__PROBLEM__: Across the material below, count the lines that include the word "services" and give only that count.

⟨

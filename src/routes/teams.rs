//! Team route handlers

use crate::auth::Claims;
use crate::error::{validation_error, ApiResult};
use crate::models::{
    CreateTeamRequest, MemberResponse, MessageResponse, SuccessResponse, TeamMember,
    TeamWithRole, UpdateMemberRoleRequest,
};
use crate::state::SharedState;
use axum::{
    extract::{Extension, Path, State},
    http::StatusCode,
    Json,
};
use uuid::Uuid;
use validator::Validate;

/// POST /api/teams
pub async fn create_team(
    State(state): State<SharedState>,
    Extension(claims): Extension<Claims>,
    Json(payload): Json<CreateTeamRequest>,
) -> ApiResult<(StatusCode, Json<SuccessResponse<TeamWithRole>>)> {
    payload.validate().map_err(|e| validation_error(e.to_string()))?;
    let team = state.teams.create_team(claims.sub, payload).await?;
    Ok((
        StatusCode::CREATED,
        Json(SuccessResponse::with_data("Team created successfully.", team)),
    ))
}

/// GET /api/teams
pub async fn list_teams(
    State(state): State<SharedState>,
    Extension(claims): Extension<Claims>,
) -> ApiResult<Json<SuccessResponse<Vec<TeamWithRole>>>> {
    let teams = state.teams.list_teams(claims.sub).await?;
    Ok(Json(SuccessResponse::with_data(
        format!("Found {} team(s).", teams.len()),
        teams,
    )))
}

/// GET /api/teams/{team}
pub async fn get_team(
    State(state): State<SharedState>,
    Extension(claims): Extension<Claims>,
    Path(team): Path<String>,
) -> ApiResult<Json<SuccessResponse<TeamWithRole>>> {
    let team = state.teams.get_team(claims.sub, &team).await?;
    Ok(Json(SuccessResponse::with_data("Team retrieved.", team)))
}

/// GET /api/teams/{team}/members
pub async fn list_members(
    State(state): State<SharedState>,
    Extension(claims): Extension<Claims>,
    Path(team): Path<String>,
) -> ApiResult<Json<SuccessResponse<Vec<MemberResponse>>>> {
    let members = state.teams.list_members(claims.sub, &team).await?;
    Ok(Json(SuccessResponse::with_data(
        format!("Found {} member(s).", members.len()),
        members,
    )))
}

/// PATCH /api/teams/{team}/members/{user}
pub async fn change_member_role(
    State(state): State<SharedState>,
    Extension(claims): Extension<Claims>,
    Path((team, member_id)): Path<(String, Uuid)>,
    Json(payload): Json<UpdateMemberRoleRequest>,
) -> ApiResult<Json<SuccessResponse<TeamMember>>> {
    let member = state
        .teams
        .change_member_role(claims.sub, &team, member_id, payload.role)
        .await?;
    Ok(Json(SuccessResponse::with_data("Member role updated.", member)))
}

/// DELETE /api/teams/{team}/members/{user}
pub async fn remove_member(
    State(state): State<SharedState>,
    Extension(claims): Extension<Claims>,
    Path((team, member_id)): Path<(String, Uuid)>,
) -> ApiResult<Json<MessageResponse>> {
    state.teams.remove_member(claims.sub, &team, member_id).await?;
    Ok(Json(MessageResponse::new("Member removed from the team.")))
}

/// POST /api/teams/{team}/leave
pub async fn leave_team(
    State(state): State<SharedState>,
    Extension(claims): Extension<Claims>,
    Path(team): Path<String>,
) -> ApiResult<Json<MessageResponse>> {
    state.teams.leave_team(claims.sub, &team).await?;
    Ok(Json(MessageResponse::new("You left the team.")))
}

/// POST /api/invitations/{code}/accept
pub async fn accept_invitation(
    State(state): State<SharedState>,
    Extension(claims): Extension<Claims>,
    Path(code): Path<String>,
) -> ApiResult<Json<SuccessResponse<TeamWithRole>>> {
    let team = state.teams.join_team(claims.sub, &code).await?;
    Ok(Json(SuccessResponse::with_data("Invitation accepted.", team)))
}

⟩
⟨

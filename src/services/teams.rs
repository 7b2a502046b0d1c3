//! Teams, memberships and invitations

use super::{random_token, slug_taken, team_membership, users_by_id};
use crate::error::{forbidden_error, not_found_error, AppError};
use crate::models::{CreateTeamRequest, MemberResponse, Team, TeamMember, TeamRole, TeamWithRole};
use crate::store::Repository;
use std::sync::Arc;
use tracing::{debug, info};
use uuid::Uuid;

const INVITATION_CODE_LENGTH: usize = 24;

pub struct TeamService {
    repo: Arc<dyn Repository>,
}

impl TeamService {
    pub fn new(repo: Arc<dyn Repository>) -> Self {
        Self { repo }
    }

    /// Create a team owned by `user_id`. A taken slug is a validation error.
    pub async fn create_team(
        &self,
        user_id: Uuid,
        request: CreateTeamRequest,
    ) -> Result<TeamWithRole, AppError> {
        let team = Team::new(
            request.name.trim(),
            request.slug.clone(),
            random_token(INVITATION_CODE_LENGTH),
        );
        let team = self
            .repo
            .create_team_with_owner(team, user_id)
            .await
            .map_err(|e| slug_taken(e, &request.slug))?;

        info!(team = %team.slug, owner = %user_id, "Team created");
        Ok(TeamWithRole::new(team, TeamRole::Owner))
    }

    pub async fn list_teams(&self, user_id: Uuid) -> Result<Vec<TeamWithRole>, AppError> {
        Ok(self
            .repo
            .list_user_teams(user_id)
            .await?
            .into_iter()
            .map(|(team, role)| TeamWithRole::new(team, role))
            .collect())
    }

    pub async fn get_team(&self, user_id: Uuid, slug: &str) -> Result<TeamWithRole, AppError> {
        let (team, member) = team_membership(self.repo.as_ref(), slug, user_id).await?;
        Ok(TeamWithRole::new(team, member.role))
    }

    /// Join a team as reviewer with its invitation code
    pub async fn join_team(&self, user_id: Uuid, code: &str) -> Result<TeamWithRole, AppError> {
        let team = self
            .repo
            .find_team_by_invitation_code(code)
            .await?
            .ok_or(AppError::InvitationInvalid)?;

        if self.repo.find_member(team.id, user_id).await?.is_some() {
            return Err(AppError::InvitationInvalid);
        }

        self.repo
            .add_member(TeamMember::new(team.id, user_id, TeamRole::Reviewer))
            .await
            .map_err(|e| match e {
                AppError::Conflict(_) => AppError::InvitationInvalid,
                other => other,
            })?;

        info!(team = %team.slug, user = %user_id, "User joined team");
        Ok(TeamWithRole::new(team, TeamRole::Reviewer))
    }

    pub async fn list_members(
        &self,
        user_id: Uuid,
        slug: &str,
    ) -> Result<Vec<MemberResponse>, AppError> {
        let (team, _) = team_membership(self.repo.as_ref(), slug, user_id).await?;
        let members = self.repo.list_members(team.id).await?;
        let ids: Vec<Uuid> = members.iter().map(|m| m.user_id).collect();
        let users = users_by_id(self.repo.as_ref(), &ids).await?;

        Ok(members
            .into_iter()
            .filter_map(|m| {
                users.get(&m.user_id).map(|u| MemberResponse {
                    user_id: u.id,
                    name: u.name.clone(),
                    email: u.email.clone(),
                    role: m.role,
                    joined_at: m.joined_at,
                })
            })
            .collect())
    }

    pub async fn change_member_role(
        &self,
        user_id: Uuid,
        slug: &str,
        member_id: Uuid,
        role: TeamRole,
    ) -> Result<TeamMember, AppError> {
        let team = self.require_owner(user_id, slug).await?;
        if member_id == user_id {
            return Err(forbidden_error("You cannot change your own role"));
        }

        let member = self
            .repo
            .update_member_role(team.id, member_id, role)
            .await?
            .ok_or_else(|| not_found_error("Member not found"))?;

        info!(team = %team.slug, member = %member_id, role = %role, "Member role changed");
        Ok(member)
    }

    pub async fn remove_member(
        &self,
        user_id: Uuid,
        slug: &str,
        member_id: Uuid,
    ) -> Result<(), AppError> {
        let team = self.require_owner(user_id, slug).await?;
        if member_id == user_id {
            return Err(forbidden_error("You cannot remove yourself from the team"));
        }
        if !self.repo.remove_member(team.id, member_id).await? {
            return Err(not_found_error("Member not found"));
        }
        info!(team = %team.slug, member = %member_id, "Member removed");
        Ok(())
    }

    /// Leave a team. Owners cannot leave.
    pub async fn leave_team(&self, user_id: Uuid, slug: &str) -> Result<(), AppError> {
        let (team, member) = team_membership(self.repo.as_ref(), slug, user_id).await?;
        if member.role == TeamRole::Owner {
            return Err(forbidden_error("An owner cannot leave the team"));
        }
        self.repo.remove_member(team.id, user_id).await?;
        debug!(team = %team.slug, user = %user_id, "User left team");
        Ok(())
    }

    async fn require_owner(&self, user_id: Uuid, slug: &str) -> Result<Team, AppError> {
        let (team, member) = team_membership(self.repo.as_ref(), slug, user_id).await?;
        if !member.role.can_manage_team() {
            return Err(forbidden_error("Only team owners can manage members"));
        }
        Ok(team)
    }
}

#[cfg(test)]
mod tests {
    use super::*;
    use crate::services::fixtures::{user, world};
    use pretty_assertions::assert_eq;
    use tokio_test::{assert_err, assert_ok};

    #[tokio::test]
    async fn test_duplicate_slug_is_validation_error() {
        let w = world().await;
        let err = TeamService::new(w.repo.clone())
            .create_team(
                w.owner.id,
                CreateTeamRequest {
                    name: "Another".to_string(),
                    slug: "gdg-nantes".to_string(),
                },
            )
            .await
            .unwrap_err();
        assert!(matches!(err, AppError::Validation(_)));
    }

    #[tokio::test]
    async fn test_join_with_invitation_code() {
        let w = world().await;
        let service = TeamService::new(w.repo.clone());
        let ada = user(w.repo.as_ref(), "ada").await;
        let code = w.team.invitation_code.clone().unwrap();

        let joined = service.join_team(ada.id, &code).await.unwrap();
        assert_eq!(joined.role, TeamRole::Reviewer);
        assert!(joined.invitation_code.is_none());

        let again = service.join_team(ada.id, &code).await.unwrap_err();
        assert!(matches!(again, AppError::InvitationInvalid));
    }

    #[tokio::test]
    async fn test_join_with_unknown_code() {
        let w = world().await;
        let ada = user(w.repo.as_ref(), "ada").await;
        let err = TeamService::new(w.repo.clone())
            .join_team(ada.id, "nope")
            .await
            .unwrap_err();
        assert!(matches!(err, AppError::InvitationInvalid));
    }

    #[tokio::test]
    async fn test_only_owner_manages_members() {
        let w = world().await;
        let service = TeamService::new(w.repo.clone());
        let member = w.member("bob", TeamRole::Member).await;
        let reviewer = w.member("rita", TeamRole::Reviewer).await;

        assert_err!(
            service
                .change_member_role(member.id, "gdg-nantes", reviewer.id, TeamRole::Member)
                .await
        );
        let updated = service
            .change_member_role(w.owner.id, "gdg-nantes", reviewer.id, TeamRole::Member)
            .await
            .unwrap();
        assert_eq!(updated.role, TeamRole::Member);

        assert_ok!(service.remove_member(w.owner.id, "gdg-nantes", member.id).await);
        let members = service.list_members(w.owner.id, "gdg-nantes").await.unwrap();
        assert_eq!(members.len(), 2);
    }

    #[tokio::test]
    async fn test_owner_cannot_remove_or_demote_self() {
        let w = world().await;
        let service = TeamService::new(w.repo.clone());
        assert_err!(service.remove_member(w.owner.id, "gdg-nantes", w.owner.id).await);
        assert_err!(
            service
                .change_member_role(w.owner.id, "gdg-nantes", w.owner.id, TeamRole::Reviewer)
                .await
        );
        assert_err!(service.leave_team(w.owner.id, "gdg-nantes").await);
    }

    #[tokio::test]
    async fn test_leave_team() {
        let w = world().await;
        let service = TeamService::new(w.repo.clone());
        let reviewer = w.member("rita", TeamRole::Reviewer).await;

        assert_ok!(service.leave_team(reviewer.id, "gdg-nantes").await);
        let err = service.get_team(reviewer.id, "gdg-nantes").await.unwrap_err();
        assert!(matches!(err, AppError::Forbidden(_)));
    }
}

⟩

__RESPONSE BOX__: 2